(Stored data)
====================

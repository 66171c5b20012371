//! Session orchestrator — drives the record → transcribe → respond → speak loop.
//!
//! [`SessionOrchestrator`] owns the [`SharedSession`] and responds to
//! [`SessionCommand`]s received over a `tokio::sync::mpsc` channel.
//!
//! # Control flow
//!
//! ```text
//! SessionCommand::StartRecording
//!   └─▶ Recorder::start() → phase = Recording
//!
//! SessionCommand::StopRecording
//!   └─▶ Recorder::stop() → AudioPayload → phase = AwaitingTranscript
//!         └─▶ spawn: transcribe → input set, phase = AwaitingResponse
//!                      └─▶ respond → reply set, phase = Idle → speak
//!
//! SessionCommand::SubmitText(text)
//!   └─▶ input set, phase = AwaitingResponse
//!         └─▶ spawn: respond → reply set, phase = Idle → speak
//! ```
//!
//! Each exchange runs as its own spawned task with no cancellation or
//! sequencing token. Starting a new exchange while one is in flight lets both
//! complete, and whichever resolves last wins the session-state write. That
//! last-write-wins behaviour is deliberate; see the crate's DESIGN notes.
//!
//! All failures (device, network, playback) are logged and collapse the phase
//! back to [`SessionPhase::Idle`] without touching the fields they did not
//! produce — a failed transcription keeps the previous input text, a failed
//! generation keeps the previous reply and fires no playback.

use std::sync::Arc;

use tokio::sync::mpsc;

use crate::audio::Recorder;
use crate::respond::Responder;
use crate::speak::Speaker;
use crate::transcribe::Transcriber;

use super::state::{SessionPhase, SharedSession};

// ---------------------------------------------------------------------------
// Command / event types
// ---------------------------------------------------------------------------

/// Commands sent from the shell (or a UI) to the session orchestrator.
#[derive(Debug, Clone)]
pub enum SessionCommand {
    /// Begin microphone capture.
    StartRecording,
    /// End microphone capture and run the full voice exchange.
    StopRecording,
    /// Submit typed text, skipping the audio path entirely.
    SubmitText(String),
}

====================

**WORK TO BE COMPLETED:** Please show each line in the records above that contains "Idle".

**TASK RESPONSE:**
//!                      └─▶ respond → reply set, phase = Idle → speak
//!         └─▶ spawn: respond → reply set, phase = Idle → speak
//! back to [`SessionPhase::Idle`] without touching the fields they did not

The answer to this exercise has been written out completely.